WORK TASK:
For the entries that follow, count the lines containing the string "FxHashMap" and write only the number.

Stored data
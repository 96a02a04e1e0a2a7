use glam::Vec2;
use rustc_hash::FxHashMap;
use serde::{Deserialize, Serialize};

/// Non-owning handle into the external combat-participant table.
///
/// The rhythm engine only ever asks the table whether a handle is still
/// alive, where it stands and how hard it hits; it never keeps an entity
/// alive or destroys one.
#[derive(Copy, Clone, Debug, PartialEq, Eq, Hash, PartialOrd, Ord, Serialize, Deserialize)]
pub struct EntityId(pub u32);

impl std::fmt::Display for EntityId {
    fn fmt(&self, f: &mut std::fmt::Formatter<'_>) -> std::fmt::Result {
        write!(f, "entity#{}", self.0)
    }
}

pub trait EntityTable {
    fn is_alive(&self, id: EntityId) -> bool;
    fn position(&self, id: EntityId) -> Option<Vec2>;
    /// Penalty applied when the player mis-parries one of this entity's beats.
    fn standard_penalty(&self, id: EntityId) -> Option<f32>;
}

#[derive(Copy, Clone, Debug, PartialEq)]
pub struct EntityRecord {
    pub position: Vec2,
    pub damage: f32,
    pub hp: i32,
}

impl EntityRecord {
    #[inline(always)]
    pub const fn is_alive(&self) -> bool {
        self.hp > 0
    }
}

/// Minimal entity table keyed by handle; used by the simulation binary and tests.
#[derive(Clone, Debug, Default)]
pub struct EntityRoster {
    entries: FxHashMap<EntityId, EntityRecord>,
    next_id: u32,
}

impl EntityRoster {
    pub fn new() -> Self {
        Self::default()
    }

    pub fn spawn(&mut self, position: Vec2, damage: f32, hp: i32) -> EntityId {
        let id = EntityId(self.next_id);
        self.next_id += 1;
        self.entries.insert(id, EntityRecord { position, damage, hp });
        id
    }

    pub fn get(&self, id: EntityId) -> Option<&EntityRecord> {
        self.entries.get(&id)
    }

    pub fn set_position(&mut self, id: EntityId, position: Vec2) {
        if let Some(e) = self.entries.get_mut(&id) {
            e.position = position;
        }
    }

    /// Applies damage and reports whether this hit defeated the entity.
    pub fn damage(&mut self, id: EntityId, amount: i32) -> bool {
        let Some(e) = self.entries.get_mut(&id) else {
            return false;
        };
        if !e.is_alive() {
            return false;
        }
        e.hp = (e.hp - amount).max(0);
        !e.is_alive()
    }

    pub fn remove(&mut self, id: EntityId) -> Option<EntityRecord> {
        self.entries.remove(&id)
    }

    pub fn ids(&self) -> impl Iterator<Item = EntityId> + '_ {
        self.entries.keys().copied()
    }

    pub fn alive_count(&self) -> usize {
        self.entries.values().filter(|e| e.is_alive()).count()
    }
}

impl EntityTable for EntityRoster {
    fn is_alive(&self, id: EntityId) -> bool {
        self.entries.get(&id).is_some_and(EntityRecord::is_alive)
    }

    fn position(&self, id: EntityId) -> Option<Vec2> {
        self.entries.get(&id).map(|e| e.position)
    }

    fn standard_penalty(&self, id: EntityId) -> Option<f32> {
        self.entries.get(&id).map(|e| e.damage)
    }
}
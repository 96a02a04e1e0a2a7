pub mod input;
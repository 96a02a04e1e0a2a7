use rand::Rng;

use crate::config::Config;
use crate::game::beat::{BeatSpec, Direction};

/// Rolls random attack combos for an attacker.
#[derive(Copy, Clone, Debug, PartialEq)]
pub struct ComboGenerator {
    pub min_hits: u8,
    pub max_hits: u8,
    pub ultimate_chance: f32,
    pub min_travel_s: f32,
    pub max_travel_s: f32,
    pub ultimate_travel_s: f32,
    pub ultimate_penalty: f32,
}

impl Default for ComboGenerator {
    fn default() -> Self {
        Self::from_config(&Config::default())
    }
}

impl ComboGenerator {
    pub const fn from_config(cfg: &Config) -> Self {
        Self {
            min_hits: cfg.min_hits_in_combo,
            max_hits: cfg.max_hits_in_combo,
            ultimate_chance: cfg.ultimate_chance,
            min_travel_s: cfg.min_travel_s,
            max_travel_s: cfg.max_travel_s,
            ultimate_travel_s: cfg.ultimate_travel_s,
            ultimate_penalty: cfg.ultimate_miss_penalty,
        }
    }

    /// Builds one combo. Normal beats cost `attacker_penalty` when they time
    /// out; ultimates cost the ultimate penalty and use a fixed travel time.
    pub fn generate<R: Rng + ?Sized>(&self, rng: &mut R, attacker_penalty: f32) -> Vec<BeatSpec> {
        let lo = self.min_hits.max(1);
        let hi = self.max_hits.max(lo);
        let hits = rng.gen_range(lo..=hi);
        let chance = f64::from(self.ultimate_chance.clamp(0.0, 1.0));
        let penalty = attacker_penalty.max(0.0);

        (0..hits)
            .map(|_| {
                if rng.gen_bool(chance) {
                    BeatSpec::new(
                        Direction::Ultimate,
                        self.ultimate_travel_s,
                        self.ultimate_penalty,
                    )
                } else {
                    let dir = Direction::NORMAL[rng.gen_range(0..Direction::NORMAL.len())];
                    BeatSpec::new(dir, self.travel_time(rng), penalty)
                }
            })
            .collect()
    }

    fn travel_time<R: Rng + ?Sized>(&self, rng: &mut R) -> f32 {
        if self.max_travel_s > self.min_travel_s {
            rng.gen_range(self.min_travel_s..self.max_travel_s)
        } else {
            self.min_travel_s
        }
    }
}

---

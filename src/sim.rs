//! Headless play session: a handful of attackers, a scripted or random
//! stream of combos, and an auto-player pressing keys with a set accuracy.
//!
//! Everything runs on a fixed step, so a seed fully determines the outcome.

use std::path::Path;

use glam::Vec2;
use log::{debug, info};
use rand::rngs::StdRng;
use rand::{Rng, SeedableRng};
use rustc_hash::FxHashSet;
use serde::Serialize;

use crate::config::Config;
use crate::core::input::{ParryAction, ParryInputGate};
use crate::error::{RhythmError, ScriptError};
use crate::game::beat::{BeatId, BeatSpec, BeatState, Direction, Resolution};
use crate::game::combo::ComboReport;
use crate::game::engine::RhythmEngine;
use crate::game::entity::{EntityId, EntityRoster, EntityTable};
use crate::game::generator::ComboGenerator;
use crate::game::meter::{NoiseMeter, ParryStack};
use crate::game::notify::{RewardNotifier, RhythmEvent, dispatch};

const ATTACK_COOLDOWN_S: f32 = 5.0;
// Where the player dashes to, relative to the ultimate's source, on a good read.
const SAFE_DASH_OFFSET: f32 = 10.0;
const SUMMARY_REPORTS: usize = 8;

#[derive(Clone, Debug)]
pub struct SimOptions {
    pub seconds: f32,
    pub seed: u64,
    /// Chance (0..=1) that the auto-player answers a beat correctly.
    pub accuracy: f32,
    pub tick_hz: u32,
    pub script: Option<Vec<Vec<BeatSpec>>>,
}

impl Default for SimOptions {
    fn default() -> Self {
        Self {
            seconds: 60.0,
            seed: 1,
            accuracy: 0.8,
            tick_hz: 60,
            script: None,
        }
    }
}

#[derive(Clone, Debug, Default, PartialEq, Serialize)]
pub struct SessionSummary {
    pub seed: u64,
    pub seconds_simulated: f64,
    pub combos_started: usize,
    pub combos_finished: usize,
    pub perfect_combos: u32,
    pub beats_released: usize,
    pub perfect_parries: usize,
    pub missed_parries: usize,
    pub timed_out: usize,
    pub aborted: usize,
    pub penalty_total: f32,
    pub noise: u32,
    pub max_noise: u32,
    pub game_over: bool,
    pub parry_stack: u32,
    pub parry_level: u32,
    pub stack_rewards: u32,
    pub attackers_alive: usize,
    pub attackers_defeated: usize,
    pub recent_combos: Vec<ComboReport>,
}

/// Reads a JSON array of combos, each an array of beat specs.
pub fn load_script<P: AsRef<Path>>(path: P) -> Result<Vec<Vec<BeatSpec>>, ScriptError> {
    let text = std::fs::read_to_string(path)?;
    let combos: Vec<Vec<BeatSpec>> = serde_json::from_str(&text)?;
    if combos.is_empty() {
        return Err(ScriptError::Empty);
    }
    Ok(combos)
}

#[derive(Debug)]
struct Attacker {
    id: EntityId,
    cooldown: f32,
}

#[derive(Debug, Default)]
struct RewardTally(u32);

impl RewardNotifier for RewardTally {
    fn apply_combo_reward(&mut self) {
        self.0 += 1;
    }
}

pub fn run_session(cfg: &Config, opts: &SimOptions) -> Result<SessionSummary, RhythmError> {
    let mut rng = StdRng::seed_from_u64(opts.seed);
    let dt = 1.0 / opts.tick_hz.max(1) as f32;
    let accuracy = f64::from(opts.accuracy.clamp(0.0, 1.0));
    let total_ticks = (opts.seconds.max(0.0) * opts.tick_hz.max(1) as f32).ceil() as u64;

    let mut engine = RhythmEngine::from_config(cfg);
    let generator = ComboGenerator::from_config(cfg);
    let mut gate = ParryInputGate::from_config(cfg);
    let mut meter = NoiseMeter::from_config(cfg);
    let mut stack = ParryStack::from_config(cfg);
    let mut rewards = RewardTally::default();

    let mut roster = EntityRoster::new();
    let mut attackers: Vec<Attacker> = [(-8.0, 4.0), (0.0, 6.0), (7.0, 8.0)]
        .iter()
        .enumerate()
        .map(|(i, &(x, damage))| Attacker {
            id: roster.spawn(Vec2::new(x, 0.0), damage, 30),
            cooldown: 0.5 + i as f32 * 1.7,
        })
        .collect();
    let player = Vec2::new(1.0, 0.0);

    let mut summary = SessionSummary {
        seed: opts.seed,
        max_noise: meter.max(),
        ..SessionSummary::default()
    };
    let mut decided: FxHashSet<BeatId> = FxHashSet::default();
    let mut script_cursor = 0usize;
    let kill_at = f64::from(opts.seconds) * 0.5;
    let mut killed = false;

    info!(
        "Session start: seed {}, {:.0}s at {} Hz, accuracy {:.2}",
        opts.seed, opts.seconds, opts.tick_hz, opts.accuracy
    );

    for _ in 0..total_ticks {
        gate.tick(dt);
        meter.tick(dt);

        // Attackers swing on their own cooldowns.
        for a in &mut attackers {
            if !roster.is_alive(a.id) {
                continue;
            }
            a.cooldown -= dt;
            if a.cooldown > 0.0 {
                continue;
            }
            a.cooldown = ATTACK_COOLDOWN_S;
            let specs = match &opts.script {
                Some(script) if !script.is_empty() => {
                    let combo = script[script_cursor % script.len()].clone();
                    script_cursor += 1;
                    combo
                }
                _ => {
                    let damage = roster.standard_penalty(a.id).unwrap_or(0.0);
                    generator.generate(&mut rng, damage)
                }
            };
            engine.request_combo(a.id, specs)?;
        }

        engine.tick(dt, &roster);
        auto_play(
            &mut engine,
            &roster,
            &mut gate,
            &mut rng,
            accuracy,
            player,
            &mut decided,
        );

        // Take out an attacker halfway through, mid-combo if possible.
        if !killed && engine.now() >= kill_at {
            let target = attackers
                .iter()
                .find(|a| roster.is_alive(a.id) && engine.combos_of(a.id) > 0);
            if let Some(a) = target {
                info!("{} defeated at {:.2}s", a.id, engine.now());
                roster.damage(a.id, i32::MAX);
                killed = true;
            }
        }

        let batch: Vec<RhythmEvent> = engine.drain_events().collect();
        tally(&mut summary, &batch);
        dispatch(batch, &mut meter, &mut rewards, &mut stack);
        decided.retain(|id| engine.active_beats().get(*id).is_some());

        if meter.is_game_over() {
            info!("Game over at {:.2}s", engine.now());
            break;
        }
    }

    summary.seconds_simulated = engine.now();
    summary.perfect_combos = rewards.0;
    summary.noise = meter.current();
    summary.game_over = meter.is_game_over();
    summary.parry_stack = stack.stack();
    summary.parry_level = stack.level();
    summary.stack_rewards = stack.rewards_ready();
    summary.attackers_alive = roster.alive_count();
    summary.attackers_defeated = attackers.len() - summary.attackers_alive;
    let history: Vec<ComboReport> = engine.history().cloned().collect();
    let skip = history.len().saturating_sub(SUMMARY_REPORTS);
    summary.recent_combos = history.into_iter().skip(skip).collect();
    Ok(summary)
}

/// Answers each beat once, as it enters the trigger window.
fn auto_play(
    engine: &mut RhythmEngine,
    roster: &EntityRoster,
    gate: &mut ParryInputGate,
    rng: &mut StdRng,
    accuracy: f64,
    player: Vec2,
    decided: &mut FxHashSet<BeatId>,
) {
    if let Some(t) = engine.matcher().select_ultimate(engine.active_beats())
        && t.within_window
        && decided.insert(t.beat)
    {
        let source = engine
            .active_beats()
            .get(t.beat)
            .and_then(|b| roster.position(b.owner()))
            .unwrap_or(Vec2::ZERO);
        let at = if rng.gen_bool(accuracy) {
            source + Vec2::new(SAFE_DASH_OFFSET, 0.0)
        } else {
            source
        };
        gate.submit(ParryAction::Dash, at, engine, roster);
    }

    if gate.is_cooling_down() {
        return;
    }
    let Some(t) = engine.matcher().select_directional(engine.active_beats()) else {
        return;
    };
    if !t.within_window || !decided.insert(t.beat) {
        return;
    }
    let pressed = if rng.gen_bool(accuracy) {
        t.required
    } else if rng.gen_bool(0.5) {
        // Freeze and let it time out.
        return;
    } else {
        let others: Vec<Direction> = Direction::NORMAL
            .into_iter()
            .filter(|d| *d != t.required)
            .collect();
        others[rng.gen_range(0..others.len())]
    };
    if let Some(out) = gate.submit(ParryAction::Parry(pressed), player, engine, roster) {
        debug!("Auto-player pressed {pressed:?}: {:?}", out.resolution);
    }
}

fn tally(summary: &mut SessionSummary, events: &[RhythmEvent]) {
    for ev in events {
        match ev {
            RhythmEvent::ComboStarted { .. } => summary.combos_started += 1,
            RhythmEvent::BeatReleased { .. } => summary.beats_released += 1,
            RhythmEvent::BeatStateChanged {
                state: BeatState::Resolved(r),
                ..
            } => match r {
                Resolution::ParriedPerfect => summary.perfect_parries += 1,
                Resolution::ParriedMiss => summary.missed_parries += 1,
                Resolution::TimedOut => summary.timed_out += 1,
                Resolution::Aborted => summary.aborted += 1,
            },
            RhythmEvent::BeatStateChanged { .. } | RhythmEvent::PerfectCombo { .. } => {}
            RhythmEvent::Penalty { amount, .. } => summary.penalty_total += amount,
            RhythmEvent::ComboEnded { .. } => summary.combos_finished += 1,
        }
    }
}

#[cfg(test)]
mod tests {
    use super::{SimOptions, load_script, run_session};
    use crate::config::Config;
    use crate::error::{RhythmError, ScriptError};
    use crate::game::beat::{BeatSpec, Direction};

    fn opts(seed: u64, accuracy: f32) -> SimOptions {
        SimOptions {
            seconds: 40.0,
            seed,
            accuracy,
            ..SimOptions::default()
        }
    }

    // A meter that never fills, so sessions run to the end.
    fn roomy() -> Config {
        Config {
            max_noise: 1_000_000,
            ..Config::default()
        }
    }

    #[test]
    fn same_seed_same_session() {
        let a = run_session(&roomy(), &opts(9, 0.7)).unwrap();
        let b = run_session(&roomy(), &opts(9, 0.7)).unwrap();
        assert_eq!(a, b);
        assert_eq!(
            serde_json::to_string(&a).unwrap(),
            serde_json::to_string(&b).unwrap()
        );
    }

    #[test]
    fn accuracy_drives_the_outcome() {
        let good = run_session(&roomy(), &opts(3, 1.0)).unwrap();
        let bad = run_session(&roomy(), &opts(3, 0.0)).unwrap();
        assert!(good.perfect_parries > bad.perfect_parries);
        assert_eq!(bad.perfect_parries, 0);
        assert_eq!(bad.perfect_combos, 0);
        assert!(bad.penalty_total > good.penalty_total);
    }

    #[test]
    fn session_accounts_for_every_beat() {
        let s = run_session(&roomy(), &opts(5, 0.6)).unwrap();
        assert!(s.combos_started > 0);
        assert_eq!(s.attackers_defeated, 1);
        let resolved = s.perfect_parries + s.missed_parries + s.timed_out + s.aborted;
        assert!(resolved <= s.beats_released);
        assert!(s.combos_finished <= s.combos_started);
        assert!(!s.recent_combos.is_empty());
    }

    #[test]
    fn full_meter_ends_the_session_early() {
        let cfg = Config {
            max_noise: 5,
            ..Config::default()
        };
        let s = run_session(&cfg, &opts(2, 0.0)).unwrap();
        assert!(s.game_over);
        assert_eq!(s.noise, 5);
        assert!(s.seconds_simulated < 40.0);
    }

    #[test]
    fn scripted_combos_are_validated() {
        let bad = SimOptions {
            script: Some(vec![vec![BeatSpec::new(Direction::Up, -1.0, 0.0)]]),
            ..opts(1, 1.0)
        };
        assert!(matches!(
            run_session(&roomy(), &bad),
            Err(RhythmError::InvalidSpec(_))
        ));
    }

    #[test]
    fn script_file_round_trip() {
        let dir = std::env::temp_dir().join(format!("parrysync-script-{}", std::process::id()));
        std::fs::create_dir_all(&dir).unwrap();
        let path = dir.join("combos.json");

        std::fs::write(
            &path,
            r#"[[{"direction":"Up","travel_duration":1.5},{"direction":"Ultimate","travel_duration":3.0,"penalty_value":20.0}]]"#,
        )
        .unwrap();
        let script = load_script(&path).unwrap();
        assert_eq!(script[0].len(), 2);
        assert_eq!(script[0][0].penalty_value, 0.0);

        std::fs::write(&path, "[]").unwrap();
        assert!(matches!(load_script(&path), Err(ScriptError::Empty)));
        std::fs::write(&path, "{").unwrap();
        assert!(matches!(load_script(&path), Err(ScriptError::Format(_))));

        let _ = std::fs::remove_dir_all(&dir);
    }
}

---

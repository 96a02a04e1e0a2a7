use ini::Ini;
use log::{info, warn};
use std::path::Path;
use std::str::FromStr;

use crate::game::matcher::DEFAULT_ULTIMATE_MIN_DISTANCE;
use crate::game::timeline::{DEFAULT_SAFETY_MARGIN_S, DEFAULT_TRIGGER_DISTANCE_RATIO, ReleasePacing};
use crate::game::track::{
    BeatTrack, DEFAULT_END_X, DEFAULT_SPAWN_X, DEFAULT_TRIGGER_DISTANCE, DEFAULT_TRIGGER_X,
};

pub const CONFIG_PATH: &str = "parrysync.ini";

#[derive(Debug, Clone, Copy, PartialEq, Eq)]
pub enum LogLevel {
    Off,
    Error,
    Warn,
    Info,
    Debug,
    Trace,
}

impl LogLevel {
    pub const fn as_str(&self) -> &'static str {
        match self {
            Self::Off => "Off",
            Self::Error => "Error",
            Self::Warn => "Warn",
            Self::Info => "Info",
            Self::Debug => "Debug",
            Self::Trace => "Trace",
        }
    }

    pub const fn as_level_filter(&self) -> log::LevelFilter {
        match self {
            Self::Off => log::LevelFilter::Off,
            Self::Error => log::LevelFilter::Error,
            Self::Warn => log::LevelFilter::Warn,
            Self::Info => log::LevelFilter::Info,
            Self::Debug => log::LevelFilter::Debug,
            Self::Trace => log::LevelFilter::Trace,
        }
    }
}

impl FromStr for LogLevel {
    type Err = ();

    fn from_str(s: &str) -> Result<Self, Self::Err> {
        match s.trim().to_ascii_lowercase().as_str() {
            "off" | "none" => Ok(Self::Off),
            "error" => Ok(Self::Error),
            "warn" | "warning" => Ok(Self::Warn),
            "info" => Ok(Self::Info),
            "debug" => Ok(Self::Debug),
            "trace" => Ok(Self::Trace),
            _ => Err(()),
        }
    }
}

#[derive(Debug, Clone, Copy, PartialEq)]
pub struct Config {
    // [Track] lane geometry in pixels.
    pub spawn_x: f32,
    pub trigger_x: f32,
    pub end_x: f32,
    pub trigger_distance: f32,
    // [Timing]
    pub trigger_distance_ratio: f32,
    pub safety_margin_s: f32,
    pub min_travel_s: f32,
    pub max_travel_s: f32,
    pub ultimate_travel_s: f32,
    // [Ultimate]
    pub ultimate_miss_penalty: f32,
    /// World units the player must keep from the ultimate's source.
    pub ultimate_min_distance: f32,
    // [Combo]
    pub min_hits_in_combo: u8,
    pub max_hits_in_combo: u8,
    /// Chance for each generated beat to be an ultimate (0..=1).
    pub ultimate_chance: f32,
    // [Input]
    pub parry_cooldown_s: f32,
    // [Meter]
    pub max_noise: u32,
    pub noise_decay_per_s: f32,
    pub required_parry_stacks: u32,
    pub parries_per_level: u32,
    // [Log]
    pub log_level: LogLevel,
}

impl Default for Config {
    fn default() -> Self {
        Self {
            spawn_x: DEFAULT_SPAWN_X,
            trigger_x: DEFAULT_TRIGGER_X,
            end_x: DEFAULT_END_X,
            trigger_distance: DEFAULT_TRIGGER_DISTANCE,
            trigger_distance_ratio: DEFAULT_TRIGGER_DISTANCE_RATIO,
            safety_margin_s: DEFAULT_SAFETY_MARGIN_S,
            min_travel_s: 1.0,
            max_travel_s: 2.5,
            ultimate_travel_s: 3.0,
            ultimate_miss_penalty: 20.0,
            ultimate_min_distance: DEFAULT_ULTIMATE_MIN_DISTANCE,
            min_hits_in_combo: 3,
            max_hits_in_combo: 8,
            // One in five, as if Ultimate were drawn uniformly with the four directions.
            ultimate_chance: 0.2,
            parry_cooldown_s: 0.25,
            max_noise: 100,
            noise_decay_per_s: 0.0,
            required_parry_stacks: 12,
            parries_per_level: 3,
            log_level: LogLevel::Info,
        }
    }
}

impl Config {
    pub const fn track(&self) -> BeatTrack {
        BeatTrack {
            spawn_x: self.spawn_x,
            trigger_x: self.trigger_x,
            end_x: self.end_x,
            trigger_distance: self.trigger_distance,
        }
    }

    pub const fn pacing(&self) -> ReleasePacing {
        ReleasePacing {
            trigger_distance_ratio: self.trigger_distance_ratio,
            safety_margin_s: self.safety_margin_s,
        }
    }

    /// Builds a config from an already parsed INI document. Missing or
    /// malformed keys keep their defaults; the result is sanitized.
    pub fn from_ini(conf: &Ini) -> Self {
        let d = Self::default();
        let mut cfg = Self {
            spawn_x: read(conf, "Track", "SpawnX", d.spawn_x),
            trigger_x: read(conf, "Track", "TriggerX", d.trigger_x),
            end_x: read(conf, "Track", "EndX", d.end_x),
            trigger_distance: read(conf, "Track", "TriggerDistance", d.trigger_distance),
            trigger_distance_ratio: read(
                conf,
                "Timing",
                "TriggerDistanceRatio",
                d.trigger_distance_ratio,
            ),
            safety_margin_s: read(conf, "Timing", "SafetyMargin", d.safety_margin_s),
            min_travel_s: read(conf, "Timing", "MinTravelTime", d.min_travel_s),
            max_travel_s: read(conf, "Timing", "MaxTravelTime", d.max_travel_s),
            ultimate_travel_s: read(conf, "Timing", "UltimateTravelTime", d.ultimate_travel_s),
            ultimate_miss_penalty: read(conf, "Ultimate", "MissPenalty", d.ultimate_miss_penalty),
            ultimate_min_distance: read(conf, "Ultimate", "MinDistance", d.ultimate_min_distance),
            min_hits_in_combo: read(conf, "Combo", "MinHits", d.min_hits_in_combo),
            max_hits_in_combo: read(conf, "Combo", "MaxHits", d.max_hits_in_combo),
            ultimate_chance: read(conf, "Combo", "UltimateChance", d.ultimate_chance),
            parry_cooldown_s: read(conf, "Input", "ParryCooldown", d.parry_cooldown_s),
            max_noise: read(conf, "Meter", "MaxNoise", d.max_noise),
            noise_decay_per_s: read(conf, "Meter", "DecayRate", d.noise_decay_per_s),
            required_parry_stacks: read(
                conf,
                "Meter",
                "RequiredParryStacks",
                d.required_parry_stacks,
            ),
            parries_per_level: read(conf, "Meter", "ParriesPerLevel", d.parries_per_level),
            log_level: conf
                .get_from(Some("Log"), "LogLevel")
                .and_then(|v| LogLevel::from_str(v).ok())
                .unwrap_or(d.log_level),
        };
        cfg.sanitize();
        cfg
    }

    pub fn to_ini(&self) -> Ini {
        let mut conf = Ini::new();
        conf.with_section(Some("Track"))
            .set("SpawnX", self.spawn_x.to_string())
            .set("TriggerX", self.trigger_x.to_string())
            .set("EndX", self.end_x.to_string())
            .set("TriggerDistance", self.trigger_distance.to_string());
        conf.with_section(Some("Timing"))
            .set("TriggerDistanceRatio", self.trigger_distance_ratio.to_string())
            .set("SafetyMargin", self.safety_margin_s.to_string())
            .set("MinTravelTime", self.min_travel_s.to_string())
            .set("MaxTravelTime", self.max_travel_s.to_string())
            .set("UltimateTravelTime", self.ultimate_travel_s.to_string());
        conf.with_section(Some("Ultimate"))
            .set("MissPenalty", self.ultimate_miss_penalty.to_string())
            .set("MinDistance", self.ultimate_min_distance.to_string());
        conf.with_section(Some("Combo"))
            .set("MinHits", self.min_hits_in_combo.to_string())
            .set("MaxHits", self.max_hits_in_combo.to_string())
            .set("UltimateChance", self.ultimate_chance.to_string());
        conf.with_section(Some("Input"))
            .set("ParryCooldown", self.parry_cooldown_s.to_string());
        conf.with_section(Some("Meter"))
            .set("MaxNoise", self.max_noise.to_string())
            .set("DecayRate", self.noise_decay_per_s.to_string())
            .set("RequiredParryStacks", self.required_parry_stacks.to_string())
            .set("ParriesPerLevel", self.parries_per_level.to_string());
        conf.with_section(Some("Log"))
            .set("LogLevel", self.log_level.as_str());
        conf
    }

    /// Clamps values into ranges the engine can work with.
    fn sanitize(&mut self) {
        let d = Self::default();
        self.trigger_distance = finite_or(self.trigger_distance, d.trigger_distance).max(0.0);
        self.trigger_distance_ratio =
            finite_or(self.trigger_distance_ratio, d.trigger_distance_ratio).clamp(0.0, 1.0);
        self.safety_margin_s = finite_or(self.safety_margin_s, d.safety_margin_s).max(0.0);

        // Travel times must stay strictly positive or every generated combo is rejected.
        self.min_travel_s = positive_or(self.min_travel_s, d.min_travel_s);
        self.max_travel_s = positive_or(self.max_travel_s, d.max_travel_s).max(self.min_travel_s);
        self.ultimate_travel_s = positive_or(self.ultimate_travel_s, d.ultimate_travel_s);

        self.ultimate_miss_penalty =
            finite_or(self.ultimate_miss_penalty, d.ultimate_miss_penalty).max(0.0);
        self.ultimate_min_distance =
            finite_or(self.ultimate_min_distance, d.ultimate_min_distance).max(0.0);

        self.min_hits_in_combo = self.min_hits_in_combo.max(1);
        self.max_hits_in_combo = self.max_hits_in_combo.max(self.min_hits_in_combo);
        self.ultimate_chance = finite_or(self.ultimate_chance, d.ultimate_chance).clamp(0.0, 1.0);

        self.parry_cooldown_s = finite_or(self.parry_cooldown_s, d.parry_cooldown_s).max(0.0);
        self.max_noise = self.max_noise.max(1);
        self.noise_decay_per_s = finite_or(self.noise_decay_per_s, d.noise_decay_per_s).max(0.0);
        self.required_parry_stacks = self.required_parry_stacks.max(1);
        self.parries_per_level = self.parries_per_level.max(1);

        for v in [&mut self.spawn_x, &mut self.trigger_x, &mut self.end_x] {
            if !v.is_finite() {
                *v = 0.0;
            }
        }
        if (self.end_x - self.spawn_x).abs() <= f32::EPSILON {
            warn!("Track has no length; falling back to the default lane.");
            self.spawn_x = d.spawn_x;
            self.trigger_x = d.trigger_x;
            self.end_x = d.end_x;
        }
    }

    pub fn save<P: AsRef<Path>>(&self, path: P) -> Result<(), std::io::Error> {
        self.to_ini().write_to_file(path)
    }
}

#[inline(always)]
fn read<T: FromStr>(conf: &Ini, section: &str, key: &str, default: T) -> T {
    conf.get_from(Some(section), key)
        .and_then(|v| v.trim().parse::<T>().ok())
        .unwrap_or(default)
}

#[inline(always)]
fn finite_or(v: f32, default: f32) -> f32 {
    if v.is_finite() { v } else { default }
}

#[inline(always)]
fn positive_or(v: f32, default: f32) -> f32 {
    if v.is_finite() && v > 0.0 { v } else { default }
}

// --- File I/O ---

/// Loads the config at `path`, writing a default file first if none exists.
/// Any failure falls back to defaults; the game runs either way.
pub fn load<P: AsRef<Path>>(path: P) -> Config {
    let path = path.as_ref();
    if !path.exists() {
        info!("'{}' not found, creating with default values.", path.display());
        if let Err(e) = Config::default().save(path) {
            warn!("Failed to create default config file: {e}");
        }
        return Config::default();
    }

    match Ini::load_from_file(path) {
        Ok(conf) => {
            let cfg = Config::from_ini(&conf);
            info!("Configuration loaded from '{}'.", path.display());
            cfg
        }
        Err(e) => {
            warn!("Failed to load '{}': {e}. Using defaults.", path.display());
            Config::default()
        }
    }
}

PROBLEM SOLUTION:
2